PROBLEM STATEMENT =>
Here the requirement is to repeat every record exactly, in full.

═══ AVAILABLE DATA ═══

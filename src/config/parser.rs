use crate::config::types::Config;
use crate::config::validation::validate;
use crate::ConfigError;
use sha2::{Digest, Sha256};
use std::path::Path;

/// Loads and parses a configuration file from the given path
///
/// # Arguments
///
/// * `path` - Path to the TOML configuration file
///
/// # Returns
///
/// * `Ok(Config)` - Successfully loaded and validated configuration
/// * `Err(ConfigError)` - Failed to load, parse, or validate the configuration
pub fn load_config(path: &Path) -> Result<Config, ConfigError> {
    let content = std::fs::read_to_string(path)?;
    parse_config(&content)
}

/// Parses and validates configuration from TOML text
pub fn parse_config(content: &str) -> Result<Config, ConfigError> {
    let config: Config = toml::from_str(content)?;
    validate(&config)?;
    Ok(config)
}

/// Computes a SHA-256 hash of the configuration file content
///
/// Stored on every run so a resumed crawl can be matched with the
/// configuration that started it.
pub fn compute_config_hash(path: &Path) -> Result<String, ConfigError> {
    let content = std::fs::read_to_string(path)?;
    let mut hasher = Sha256::new();
    hasher.update(content.as_bytes());
    let result = hasher.finalize();
    Ok(hex::encode(result))
}

/// Loads a configuration and returns both the config and its hash
pub fn load_config_with_hash(path: &Path) -> Result<(Config, String), ConfigError> {
    let config = load_config(path)?;
    let hash = compute_config_hash(path)?;
    Ok((config, hash))
}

═══

RESPONSE AREA =>
filename src/config/parser.rs
use crate::config::types::Config;
use crate::config::validation::validate;
use crate::ConfigError;
use sha2::{Digest, Sha256};
use std::path::Path;

/// Loads and parses a configuration file from the given path
///
/// # Arguments
///
/// * `path` - Path to the TOML configuration file
///
/// # Returns
///
/// * `Ok(Config)` - Successfully loaded and validated configuration
/// * `Err(ConfigError)` - Failed to load, parse, or validate the configuration
pub fn load_config(path: &Path) -> Result<Config, ConfigError> {
    let content = std::fs::read_to_string(path)?;
    parse_config(&content)
}

/// Parses and validates configuration from TOML text
pub fn parse_config(content: &str) -> Result<Config, ConfigError> {
    let config: Config = toml::from_str(content)?;
    validate(&config)?;
    Ok(config)
}

/// Computes a SHA-256 hash of the configuration file content
///
/// Stored on every run so a resumed crawl can be matched with the
/// configuration that started it.
pub fn compute_config_hash(path: &Path) -> Result<String, ConfigError> {
    let content = std::fs::read_to_string(path)?;
    let mut hasher = Sha256::new();
    hasher.update(content.as_bytes());
    let result = hasher.finalize();
    Ok(hex::encode(result))
}

/// Loads a configuration and returns both the config and its hash
pub fn load_config_with_hash(path: &Path) -> Result<(Config, String), ConfigError> {
    let config = load_config(path)?;
    let hash = compute_config_hash(path)?;
    Ok((config, hash))
}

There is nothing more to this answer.